Professional Documents
Culture Documents
Teaching Philosophy
Teaching Philosophy
Explanation of my sequence/methodology
My end goal is that students learn, process, and master the material contained in the official
standards issued by the Utah State Board of Education. To reach that goal, I will utilize practices that
have been demonstrated to consistently aid students in reaching that goal. Every aspect of my
curriculum should have a defensible, research based reason behind its implementation. If there is an
aspect that is not based on currently supported research, and it is brought to my attention, then it will
be modified to be based on the most recent non-ephemeral findings.
At the moment, there are a couple of philosophies that are consistently producing superior
results in learning, processing, and mastering material. With learning material, students need time to
mull over the additional information and discover which areas are not making sense to them. The best
way to have them discover the areas where they need help is to have frequent, low-stakes chances to
recall information. This is best achieved with regular, low-point value quizzes that helps them identify
the areas where they need additional tutoring or more research in order to understand completely.
These quizzes need to be repeatable, because they are tools to identify weaknesses in understanding,
and tools should be available to be used whenever they need to be used.
To process information, the information must first be contained within the mind. Not only does
this reinforce the practice at recalling the newly-stored information, it also allows the processing to
actually occur. A pilot who has to have all his textbooks around him to know how to fly an aircraft is not
able to fly an aircraft. Similarly, necessary information needs to be contained in the mind before it can
be processed. Competency-based education provides the necessary tool-set here; it emphasizes that
before you can move on to further concepts, you must be able to recall the necessary information. For
that reason, I have organized my class around modules; each module is self-contained, and does not
require that you have mastered another module prior to completing any other module. The information
in other modules would likely be helpful, but not necessary. You work through the module sequentially,
building on each point and demonstrating understanding (see prior paragraph about low-stakes
quizzes), and then demonstrate mastery of the concept found in the module with a final quiz. I have not
found research that determines the best way to handle the module quiz; whether it should be treated as
a summative evaluation of the student’s mastery, or a formative tool to modify tutoring and further
teaching. As of now, I believe (not based on research) that it would be more helpful to use it as a
formative tool until the time for that term runs out, at which point whatever progress they have made
on that module becomes their final score. This is not due to my desired outcome, but due to the
limitations that having term grades places on instruction.

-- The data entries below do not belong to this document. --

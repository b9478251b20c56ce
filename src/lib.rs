//! backup-fetch - Pull CMS backups to local storage
//!
//! This library triggers a remote CMS backup job, retrieves the resulting
//! archive over FTP-over-TLS or SFTP, rotates local short-term and long-term
//! storage, and emails a completion notice.
//!
//! # Architecture
//!
//! The crate is organized into the following modules:
//!
//! - `config`: Settings file parsing, validation and default paths
//! - `error`: Custom error types
//! - `logging`: Console and file log output
//! - `trigger`: HTTP call that starts the remote backup
//! - `transport`: Remote archive discovery, download and deletion
//! - `rotation`: Retention of local archives
//! - `notify`: Completion email
//! - `orchestrator`: Sequencing of one backup cycle
//!
//! # Example
//!
//! ```rust,ignore
//! use backup_fetch::orchestrator::{self, Services, SystemClock};
//!
//! let report = orchestrator::run(&config_path, &SystemClock, Services::production)?;
//! println!("{} backed up in {}", report.archive.name, report.elapsed);
//! ```

pub mod config;
pub mod error;
pub mod logging;
pub mod notify;
pub mod orchestrator;
pub mod rotation;
pub mod secret;
pub mod transport;
pub mod trigger;

pub use error::{BackupError, BackupResult};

Full mastery of material should essentially show that students can create or use that
information in their own situation. This is where labs, projects, and presentations come into play.
Projects, labs, and presentations (heretofore referred to as “projects”) should be directly connected to
student’s own interests and the material being learned. While doing the project, information that they
have previously mastered should help them and enable them to do what is needed, and problems
encountered during the project should be evidence of need from the student on topics they need to
learn, process, and then try to demonstrate mastery again.
To further enable mastery of a concept, I subscribe to the constructivist model of education; information
is constructed in the mind. Mastery of a subject means that a student has fully constructed a working
model in their head of the information. To speed this process up means to teach in a way that allows the
student to begin building their self model as quickly as possible.
To sum up everything above succinctly; I have been convinced that students should demonstrate
competency on the topic they are learning before moving on. To further that end, it is important to give
the student access to information showing how effective their mental model is, which requires frequent
assessment. Those assessments should be visible to the student and directly tied to a specific standard.
As the student’s mental model improves, they should demonstrate that improvement on another
assessment that measures the same standard; I only care about current levels, not prior levels, so only
the most recent demonstration of ability matters. When students are exposed to their ability to master
concepts and grow in their ability, they become more confident in their ability to learn new information.